(Stored data)
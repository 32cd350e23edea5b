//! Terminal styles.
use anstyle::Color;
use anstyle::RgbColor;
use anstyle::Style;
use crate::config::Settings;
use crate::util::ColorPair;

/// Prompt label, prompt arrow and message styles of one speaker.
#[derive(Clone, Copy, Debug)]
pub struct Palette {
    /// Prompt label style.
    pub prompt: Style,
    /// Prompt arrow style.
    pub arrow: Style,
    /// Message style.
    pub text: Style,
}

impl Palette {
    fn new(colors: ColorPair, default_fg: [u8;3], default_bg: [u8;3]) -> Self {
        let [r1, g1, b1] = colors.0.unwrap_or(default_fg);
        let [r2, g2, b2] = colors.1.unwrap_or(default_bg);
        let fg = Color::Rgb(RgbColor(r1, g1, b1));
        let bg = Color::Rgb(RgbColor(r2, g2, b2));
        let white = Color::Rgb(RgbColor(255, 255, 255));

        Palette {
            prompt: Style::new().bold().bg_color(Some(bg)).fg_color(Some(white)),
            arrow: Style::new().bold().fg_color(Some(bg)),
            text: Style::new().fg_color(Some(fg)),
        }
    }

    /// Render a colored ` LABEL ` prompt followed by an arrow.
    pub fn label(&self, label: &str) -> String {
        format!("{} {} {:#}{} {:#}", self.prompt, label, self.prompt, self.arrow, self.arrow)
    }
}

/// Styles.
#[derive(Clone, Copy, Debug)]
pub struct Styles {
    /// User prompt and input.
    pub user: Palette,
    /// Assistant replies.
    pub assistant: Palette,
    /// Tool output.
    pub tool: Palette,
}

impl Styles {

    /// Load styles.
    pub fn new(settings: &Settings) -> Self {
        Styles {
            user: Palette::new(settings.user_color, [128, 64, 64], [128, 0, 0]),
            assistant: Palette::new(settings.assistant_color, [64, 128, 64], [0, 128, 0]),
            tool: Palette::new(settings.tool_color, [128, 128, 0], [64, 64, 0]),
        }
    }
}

==

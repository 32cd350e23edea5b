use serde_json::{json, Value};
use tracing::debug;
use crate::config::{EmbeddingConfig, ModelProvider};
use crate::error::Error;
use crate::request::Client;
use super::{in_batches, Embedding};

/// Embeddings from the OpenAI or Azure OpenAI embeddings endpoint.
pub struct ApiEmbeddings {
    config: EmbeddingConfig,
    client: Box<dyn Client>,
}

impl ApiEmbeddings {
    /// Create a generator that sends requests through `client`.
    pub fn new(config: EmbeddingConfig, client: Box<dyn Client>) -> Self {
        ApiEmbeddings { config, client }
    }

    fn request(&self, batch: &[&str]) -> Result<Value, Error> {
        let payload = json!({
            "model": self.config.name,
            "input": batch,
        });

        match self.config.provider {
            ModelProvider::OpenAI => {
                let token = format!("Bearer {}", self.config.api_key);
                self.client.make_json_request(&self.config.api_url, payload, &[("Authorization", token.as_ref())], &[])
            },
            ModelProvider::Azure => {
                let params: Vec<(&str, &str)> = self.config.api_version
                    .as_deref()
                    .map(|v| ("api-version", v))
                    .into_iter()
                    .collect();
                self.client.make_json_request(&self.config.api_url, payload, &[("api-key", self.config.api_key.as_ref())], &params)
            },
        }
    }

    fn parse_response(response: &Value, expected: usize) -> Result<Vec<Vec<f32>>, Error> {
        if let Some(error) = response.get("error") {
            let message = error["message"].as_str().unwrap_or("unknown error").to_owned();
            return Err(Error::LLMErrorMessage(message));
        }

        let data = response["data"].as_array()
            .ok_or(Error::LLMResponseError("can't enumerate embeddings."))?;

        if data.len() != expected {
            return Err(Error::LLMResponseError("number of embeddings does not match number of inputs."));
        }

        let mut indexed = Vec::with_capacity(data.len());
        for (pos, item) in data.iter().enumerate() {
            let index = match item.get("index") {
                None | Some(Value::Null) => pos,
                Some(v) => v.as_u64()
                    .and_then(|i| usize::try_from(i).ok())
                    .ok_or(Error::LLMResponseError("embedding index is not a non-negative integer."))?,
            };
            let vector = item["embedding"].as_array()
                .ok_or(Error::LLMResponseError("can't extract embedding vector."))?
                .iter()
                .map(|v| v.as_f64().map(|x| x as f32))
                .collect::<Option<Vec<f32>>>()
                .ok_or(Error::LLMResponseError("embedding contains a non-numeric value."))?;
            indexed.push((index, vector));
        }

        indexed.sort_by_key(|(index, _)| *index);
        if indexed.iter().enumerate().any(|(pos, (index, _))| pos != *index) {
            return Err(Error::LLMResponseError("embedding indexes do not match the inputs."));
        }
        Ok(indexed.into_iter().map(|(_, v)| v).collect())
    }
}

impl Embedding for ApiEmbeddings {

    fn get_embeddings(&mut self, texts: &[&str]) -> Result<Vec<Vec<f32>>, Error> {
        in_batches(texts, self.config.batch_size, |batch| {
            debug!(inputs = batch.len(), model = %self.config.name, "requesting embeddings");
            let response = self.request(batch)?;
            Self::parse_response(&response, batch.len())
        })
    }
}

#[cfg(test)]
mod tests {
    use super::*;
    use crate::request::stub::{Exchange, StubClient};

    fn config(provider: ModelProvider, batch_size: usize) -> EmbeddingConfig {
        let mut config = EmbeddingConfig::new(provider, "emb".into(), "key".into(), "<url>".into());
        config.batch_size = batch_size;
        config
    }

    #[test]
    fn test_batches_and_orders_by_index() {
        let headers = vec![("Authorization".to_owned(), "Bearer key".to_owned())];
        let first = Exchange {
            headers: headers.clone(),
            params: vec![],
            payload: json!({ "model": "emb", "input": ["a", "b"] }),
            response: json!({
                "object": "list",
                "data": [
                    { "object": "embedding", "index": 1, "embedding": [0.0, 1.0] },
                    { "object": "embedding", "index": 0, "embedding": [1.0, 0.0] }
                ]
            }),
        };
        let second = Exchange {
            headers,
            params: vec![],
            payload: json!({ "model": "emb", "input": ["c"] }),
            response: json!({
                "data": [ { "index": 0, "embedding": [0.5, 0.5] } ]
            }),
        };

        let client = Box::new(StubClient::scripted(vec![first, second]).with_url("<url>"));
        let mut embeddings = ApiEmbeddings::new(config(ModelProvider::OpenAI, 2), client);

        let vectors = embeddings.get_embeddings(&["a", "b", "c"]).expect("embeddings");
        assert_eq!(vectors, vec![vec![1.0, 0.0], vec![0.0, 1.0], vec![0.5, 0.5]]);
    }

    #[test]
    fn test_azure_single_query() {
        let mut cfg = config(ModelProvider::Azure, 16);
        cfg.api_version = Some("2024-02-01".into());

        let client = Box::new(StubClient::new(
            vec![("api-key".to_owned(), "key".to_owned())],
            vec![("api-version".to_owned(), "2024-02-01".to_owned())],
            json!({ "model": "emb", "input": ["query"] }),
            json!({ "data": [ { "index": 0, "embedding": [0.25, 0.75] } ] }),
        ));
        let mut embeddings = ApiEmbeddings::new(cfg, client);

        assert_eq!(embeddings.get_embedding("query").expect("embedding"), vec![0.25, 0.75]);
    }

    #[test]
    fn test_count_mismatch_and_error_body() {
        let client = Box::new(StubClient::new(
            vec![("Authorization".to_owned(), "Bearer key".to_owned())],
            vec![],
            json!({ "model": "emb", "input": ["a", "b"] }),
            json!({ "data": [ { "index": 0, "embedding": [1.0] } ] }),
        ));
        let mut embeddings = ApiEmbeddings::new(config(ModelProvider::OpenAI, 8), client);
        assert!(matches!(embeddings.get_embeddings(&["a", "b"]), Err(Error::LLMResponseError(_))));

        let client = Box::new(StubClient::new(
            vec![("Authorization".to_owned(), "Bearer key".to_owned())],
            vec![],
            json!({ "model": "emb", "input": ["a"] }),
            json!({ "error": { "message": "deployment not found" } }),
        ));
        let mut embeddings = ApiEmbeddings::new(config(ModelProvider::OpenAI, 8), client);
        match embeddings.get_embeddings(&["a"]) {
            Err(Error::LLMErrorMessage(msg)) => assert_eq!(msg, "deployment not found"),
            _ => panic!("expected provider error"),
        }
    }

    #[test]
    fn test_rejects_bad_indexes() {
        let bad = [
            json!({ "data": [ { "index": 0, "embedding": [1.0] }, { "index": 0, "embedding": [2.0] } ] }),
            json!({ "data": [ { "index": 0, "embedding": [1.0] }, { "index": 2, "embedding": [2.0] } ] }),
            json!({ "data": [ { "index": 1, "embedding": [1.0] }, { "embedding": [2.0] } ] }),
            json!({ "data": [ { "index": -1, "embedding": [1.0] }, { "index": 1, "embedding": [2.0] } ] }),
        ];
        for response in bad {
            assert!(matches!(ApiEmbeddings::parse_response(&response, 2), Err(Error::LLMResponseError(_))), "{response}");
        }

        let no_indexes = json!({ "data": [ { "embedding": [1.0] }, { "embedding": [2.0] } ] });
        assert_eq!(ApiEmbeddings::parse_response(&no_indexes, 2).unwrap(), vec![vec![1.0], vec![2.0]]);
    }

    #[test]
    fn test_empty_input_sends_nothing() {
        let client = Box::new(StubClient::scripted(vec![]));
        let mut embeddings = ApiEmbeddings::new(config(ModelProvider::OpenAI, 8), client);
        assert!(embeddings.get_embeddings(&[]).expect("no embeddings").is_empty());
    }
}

▸ What you will do
The word "matches" occurs on some lines of the data. Give the number of those lines only.

▸ Written solution
2